**Task statement:**
Your job is to return every line in the data holding the string "crate".

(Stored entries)
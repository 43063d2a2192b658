//! `create:nodes`: resolve the generation request, create the batch and
//! report the created nodes.

use std::io::stdout;

use chrono::Utc;
use cms_console_core::catalog::ContentTypeCatalog;
use cms_console_core::error::Result;
use cms_console_core::generator::{BatchGenerator, ContentApi, NodeRecord};
use cms_console_core::messages::{keys, Messages};
use cms_console_core::parameters::{
    resolve_generation_request, NonInteractivePrompter, Prompter, RawGenerationInput,
};
use cms_console_core::table::Table;
use log::{info, warn};
use rand::rngs::StdRng;
use rand::{Rng, SeedableRng};

use crate::cli_args::CreateNodesArgs;
use crate::context::SiteContext;
use crate::interaction::output::{print_success, print_warning};
use crate::interaction::TerminalPrompter;

/// What a `create:nodes` run prints.
#[derive(Debug)]
pub struct NodesReport {
    pub table: Table,
    pub generated: String,
    pub failed: Option<String>,
}

/// Resolves the request, creates the nodes through `api` and builds the report.
///
/// # Errors
///
/// Returns an error for an invalid selection or option value, or when the
/// content API fails as a whole.
pub fn generate_report<P, A, R>(
    raw: &RawGenerationInput,
    catalog: &ContentTypeCatalog,
    messages: &Messages,
    prompter: &mut P,
    api: &mut A,
    generator: &mut BatchGenerator<R>,
) -> Result<NodesReport>
where
    P: Prompter + ?Sized,
    A: ContentApi + ?Sized,
    R: Rng,
{
    let (selection, parameters) = resolve_generation_request(raw, catalog, messages, prompter)?;
    info!(
        "Generating {} nodes of {:?}",
        parameters.limit,
        selection.ids()
    );

    let result = generator.generate(api, &selection, &parameters)?;

    for failed in &result.failure {
        warn!(
            "Node \"{}\" ({}) was not created: {}",
            failed.draft.title, failed.draft.content_type, failed.reason
        );
    }

    let table = Table::new([
        messages.trans(keys::NODES_NODE_ID),
        messages.trans(keys::NODES_CONTENT_TYPE),
        messages.trans(keys::NODES_TITLE),
        messages.trans(keys::NODES_CREATED),
    ])
    .with_rows(result.success.iter().map(NodeRecord::as_row).collect());

    let generated = messages.format(
        keys::NODES_GENERATED,
        &[("count", parameters.limit.to_string())],
    )?;

    let failed = if result.failure.is_empty() {
        None
    } else {
        Some(messages.format(
            keys::NODES_FAILED,
            &[("count", result.failure.len().to_string())],
        )?)
    };

    Ok(NodesReport {
        table,
        generated,
        failed,
    })
}

pub fn handle(context: &SiteContext, args: &CreateNodesArgs, interactive: bool) -> Result<()> {
    let catalog = context.catalog();
    let mut store = context.content_store()?;

    let rng = match args.seed {
        Some(seed) => StdRng::seed_from_u64(seed),
        None => StdRng::from_entropy(),
    };
    let mut generator = BatchGenerator::new(rng, Utc::now());

    let mut prompter: Box<dyn Prompter> = if interactive {
        Box::new(TerminalPrompter::stdio())
    } else {
        Box::new(NonInteractivePrompter)
    };

    let report = generate_report(
        &args.raw_input(),
        &catalog,
        &context.messages,
        prompter.as_mut(),
        &mut store,
        &mut generator,
    )?;

    println!("{}", report.table.render());

    let mut stdout = stdout();
    print_success(&mut stdout, &report.generated)?;
    if let Some(failed) = &report.failed {
        print_warning(&mut stdout, failed)?;
    }

    Ok(())
}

**Result:**
use crate::cli_args::CreateNodesArgs;
use crate::context::SiteContext;
use crate::interaction::output::{print_success, print_warning};
use crate::interaction::TerminalPrompter;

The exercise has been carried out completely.